Cellular-Neural-Network Focal-Plane Processor as Pre-Processor for ConvNet Inference by Gontard, Lionel C. et al.
Cellular-Neural-Network Focal-Plane Processor 
as Pre-Processor for ConvNet Inference 
Lionel C. Gontard  
Computer Science and Eng. Dept. 
University of Cádiz (Spain) 
lionel.cervera@uca.es 
Ricardo Carmona-Galán 
Instituto de Microelectrónica de Sevilla  
(CSIC-University of Seville, Spain) 
rcarmona@imse-cnm.csic.es 
Ángel Rodríguez-Vázquez 
Instituto de Microelectrónica de Sevilla  
(CSIC-University of Seville, Spain) 
rcarmona@imse-cnm.csic.es 
Abstract— Cellular Neural Networks (CNN 1 ) can be 
embodied in the form of a focal-plane image processor. They 
represent a computing paradigm with evident advantages in 
terms of energy and resources. Their operation relies in the 
strong parallelization of the processing chain thanks to a 
distributed allocation of computing resources. In this way, 
image sensing and ultra-fast processing can be embedded in a 
single chip. This makes them good candidates for portable 
and/or distributed applications in fields like autonomous robots 
or smart cities. With the irruption of visual features learning 
through convolutional neural networks (ConvNets), several 
works attempt to implement this functionality within the CNN 
framework. In this paper we carry out some experiments on the 
implementation of ConvNets with CNN hardware in the form of 
a focal-plane image processor. It is shown that ultra-fast 
inference can be implemented, using as an example a LeNet-
based ConvNet architecture. 
Keywords— Cellular Neural Networks, Focal-Plane 
Processors, Convolutional Neural Networks, Image Classification 
I. INTRODUCTION 
Deep learning in the form of Convolution Neural Networks 
(ConvNets) represents the state-of-the-art in computer vision 
applications. By exploiting feature learning, it has been 
particularly useful for solving complex tasks such as object 
detection and image segmentation and classification.

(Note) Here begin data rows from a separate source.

use std::fmt;

use serde::Deserialize;
use tracing::debug;

use crate::{Error, Result, Secrets};

pub const HTTPS_OPTION: &str = "https";
pub const AUTO_CONTENT_LENGTH_OPTION: &str = "autoContentLength";
pub const DEBUG_OPTION: &str = "debug";
pub const CONSUMER_KEY_OPTION: &str = "oauth1a_consumer_key";
pub const CONSUMER_SECRET_OPTION: &str = "oauth1a_consumer_secret";
pub const ACCESS_TOKEN_OPTION: &str = "oauth1a_access_token";
pub const ACCESS_TOKEN_SECRET_OPTION: &str = "oauth1a_access_token_secret";

/// Options for one template request.
///
/// Built from the compiled-in defaults with caller values laid over them
/// key by key; keys the caller leaves out keep their default.
#[derive(Clone, PartialEq, Eq, Deserialize)]
#[serde(default)]
pub struct RequestOptions {
    /// Use `https://` for hosts written without a scheme.
    pub https: bool,
    /// Reserved for Content-Length injection; the transport already sets
    /// the length of in-memory bodies.
    #[serde(rename = "autoContentLength")]
    pub auto_content_length: bool,
    /// Dump the outgoing request and failed responses to the log.
    pub debug: bool,
    #[serde(rename = "oauth1a_consumer_key")]
    pub consumer_key: Option<String>,
    #[serde(rename = "oauth1a_consumer_secret")]
    pub consumer_secret: Option<String>,
    #[serde(rename = "oauth1a_access_token")]
    pub access_token: Option<String>,
    #[serde(rename = "oauth1a_access_token_secret")]
    pub access_token_secret: Option<String>,
}

impl Default for RequestOptions {
    fn default() -> Self {
        RequestOptions {
            https: false,
            auto_content_length: true,
            debug: false,
            consumer_key: None,
            consumer_secret: None,
            access_token: None,
            access_token_secret: None,
        }
    }
}

impl RequestOptions {
    pub fn new() -> Self {
        Default::default()
    }

    /// Lay flat key/value pairs over the defaults.
    ///
    /// # Errors
    ///
    /// Fails when a boolean option is neither `true` nor `false`.
    pub fn from_pairs<I, K, V>(pairs: I) -> Result<Self>
    where
        I: IntoIterator<Item = (K, V)>,
        K: AsRef<str>,
        V: AsRef<str>,
    {
        pairs
            .into_iter()
            .try_fold(RequestOptions::default(), |options, (key, value)| {
                options.with_option(key.as_ref(), value.as_ref())
            })
    }

    /// Same as [`RequestOptions::from_pairs`] for a form-encoded string such
    /// as `https=true&oauth1a_consumer_key=...`.
    pub fn from_urlencoded(options: &str) -> Result<Self> {
        let pairs: Vec<(String, String)> = serde_urlencoded::from_str(options)?;
        Self::from_pairs(pairs)
    }

    /// Set one option by its flat key. Unknown keys are ignored.
    pub fn with_option(self, key: &str, value: &str) -> Result<Self> {
        let options = match key {
            HTTPS_OPTION => RequestOptions {
                https: parse_bool(key, value)?,
                ..self
            },
            AUTO_CONTENT_LENGTH_OPTION => RequestOptions {
                auto_content_length: parse_bool(key, value)?,
                ..self
            },
            DEBUG_OPTION => RequestOptions {
                debug: parse_bool(key, value)?,
                ..self
            },
            CONSUMER_KEY_OPTION => RequestOptions {
                consumer_key: Some(value.to_string()),
                ..self
            },
            CONSUMER_SECRET_OPTION => RequestOptions {
                consumer_secret: Some(value.to_string()),
                ..self
            },
            ACCESS_TOKEN_OPTION => RequestOptions {
                access_token: Some(value.to_string()),
                ..self
            },
            ACCESS_TOKEN_SECRET_OPTION => RequestOptions {
                access_token_secret: Some(value.to_string()),
                ..self
            },
            _ => {
                debug!(key, "ignoring unknown request option");
                self
            }
        };
        Ok(options)
    }

    pub fn https(self, https: bool) -> Self {
        RequestOptions { https, ..self }
    }

    pub fn debug(self, debug: bool) -> Self {
        RequestOptions { debug, ..self }
    }

    /// Enable OAuth1 signing with the consumer credentials.
    pub fn oauth1a<TKey, TSecret>(self, consumer_key: TKey, consumer_secret: TSecret) -> Self
    where
        TKey: Into<String>,
        TSecret: Into<String>,
    {
        RequestOptions {
            consumer_key: Some(consumer_key.into()),
            consumer_secret: Some(consumer_secret.into()),
            ..self
        }
    }

    pub fn access_token<TKey, TSecret>(self, token: TKey, token_secret: TSecret) -> Self
    where
        TKey: Into<String>,
        TSecret: Into<String>,
    {
        RequestOptions {
            access_token: Some(token.into()),
            access_token_secret: Some(token_secret.into()),
            ..self
        }
    }

    /// Signing credentials, present only when a consumer key is configured.
    pub fn secrets(&self) -> Option<Secrets<'_>> {
        let consumer_key = self.consumer_key.as_deref()?;
        let secrets = Secrets::new(
            consumer_key,
            self.consumer_secret.as_deref().unwrap_or_default(),
        );
        Some(match self.access_token.as_deref() {
            Some(token) => secrets.token(
                token,
                self.access_token_secret.as_deref().unwrap_or_default(),
            ),
            None => secrets,
        })
    }

    pub(crate) fn scheme(&self) -> &'static str {
        if self.https {
            "https://"
        } else {
            "http://"
        }
    }
}

fn parse_bool(key: &str, value: &str) -> Result<bool> {
    match value.trim() {
        v if v.eq_ignore_ascii_case("true") => Ok(true),
        v if v.eq_ignore_ascii_case("false") => Ok(false),
        _ => Err(Error::InvalidOption {
            key: key.to_string(),
            value: value.to_string(),
        }),
    }
}

fn redact(value: &Option<String>) -> Option<&'static str> {
    value.as_ref().map(|_| "<redacted>")
}

impl fmt::Debug for RequestOptions {
    fn fmt(&self, f: &mut fmt::Formatter<'_>) -> fmt::Result {
        f.debug_struct("RequestOptions")
            .field("https", &self.https)
            .field("auto_content_length", &self.auto_content_length)
            .field("debug", &self.debug)
            .field("consumer_key", &self.consumer_key)
            .field("consumer_secret", &redact(&self.consumer_secret))
            .field("access_token", &self.access_token)
            .field("access_token_secret", &redact(&self.access_token_secret))
            .finish()
    }
}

After 
the training period is completed, the network can be deployed 
into the field for inference —processing data to infer a result. 
However, its use in real-time applications and embedded 
systems demands highly efficient and adapted edge-
computing solutions. ConvNets have been implemented in 
GPUs, FPGAs and dedicated multicore processors called 
Vision Processing Units (VPUs) task [1]-[3].  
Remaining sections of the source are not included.